By Alex Bridges -- firstname.lastname@example.org
A relatively uneventful local housing market prompted Shenandoah County leaders to delay the next time the locality assesses real estate.
The Board of Supervisors voted unanimously at its meeting Tuesday to approve a change in the ordinance to change the 2012 reassessment for real estate to a 6-year cycle. The next reassessment takes effect Jan. 1, 2016. The county would have begun the process to reassess real estate next fiscal year but officials saw reason to delay the start and defer the cost to conduct.
As County Administrator Douglas Walker explained, the board started discussing the issue of whether to change from a 4-year to a 6-year cycle during its work on the fiscal 2013 budget.
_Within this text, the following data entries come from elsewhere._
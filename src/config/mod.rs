//! Configuration management subsystem.
//!
//! # Data Flow
//! ```text
//! config file (TOML)
//!     → loader.rs (parse & deserialize)
//!     → validation.rs (semantic checks)
//!     → DeployerConfig (validated, immutable)
//!
//! CLI flags override file values; validation runs again after overrides.
//! ```
//!
//! # Design Decisions
//! - Config is immutable once loaded; this is a one-shot tool, no reload
//! - All fields have defaults to allow running with no config file at all
//! - Validation separates syntactic (serde) from semantic checks

pub mod loader;
pub mod schema;
pub mod validation;

pub use loader::{load_config, ConfigError};
pub use schema::{ArtifactConfig, DeployerConfig, DeploymentConfig, RpcConfig};
pub use validation::validate_config;
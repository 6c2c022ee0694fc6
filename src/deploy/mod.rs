//! Deployment runner subsystem.
//!
//! # Data Flow
//! ```text
//! runner.rs (four ordered steps, no branching)
//!     → backend.rs  DeployBackend::factory   (artifact lookup)
//!     → backend.rs  DeployBackend::submit    (sign + broadcast, exactly once)
//!     → backend.rs  DeployBackend::confirm   (receipt polling)
//!     → stdout      "<name> deployed to: <address>"
//! ```
//!
//! # Design Decisions
//! - The runner is generic over `DeployBackend` so the three collaborator
//!   operations can be exercised without a live node
//! - No retries anywhere: a deployment transaction is not idempotent

pub mod backend;
pub mod runner;
pub mod types;

pub use backend::{DeployBackend, RpcBackend};
pub use runner::run_deployment;
pub use types::{ContractFactory, DeployError, DeployResult, DeployedContract, PendingDeployment};
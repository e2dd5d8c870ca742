//! Error types for the allocator and the collector.

use thiserror::Error;

/// Errors surfaced by [`crate::Heap`].
#[derive(Debug, Error)]
pub enum Error {
    /// Arena growth failed and no free block can hold the request.
    #[error("out of memory: cannot satisfy a request of {requested} bytes")]
    OutOfMemory {
        /// Requested payload size in bytes
        requested: usize,
    },

    /// The request does not fit in a block header's size field.
    #[error("request of {size} bytes exceeds the largest block size")]
    RequestTooLarge {
        /// Requested payload size in bytes
        size: usize,
    },

    /// The stack base could not be read from process metadata.
    #[error("stack base unavailable: {reason}")]
    StackBaseUnavailable {
        /// What went wrong while reading it
        reason: String,
    },

    /// A heap list is structurally broken.
    #[error("heap invariant violated: {detail}")]
    InvariantViolation {
        /// Which list and how
        detail: &'static str,
    },

    #[error("invalid heap configuration: {0}")]
    InvalidConfig(&'static str),
}

pub type Result<T> = std::result::Result<T, Error>;
use std::ptr::NonNull;

use crate::{header::{self, Header}, used::UsedList};

/// Payload span of one used block.
#[derive(Debug, Clone, Copy)]
struct Span {
    start: usize,
    end: usize,
    block: NonNull<Header>,
}

/// Address sorted snapshot of the used list.
///
/// Answers "which used block's payload contains this address" with a binary
/// search instead of a walk over the whole used list for every candidate word.
/// Spans never overlap since blocks never do.
pub(crate) struct BlockIndex {
    spans: Vec<Span>,
    low: usize,
    high: usize,
}

impl BlockIndex {
    /// Builds the index from the current content of `used`.
    ///
    /// **SAFETY**: every block on `used` must be valid.
    pub unsafe fn build(used: &UsedList) -> Self {
        let mut spans: Vec<Span> = used
            .iter()
            .map(|block| {
                let (start, end) = unsafe { header::payload_span(block.as_ptr()) };
                Span { start, end, block }
            })
            .filter(|span| span.start < span.end)
            .collect();

        spans.sort_unstable_by_key(|span| span.start);

        let low = spans.first().map_or(usize::MAX, |span| span.start);
        let high = spans.last().map_or(0, |span| span.end);

        Self { spans, low, high }
    }

    #[inline]
    pub fn len(&self) -> usize {
        self.spans.len()
    }

    /// Block whose payload span `[start, end)` contains `addr`.
    #[inline]
    pub fn lookup(&self, addr: usize) -> Option<NonNull<Header>> {
        if addr < self.low || addr >= self.high {
            return None;
        }

        // First span starting after `addr`; the candidate is the one before it.
        let after = self.spans.partition_point(|span| span.start <= addr);
        let span = self.spans.get(after.checked_sub(1)?)?;

        (addr < span.end).then_some(span.block)
    }
}
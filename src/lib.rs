//! A free list allocator with a conservative, stop-the-world, mark-sweep
//! garbage collector.
//!
//! Blocks are never freed explicitly. [`Heap::collect`] treats every aligned
//! word of the static data segment and of the live stack as a possible
//! pointer, marks the blocks those words point into, follows the words stored
//! inside marked blocks, and returns everything left unmarked to the free list.
//!
//! ```no_run
//! use gcalloc::Heap;
//!
//! let mut heap = Heap::new();
//!
//! let array = heap.allocate(10 * size_of::<i32>()).unwrap().cast::<i32>();
//! unsafe {
//!     for i in 0..10 {
//!         array.as_ptr().add(i as usize).write(i);
//!     }
//! }
//!
//! // `array` is on the stack, so it survives.
//! heap.collect();
//! assert_eq!(9, unsafe { *array.as_ptr().add(9) });
//! ```
//!
//! Scanning is conservative: an integer that happens to look like an address
//! inside a block keeps that block alive. Heaps are independent values, so a
//! program (or a test) can run several of them side by side, each with its own
//! [`ArenaSource`].

mod arena;
mod collector;
mod config;
mod error;
mod freelist;
mod header;
mod heap;
mod index;
mod roots;
mod stack;
mod used;
mod utils;

pub use arena::{ArenaSource, BreakArena, ReservedArena};
pub use config::HeapConfig;
pub use error::{Error, Result};
pub use header::UNIT;
pub use heap::{Heap, HeapStats};
pub use roots::{ProcessRoots, RangeRoots, RootSource};

/// Discovers the stack base of the calling thread, the bound [`ProcessRoots`]
/// needs to scan its stack.
pub fn discover_stack_base() -> Result<usize> {
    stack::discover()
}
The board held a public hearing on the matter as it involved making a change to the ordinance. County resident Cindy Bailey spoke at the hearing and questioned the board's actions. Bailey claimed the board declined to go forward with reassessments next year for fear values have fallen enough to the point the county would need to raise the rate on real estate taxes to make up a loss in revenue.
State law allows local governments to assess real estate in increments of one to six years, excluding every three years. The board had discussed moving the county to a 5-year cycle but ultimately chose a 6-year cycle.
"We assume they can change their minds next year if circumstances change," Walker said Wednesday.
The county faced spending $400,000 in the fiscal 2013 budget to start the reassessment process, according Walker. The $400,000 covers approximately two-thirds of the cost of the entire process which takes about 18 months to complete, Walker said.
During the budget deliberations, the board found it appropriate to postpone the reassessment for a couple of years because the county had seen little change in property values over the past several years, according to Walker. The county won't save $400,000 by delaying the reassessment but rather will defer the cost of the process to a future budget cycle.
Also at the supervisors meeting the board held a public hearing on a proposed ordinance to amend the code concerning voting precincts. Supervisors voted unanimously to change the polling places for the New Market Precinct no. 103 from the New Market Town Office to the New Market Volunteer Rescue and Fire Department; and to change the Toms Brook polling place from the Toms Brook Methodist Church to the Toms Brook Volunteer Fire Department. Walker explained that following the elimination of other precincts, the two in question meant more voters at the current polling places and this increase caused a space concern. Once a handicapped pad is installed at the new Toms Brook location, both polling sites will comply with the Voting Rights Act.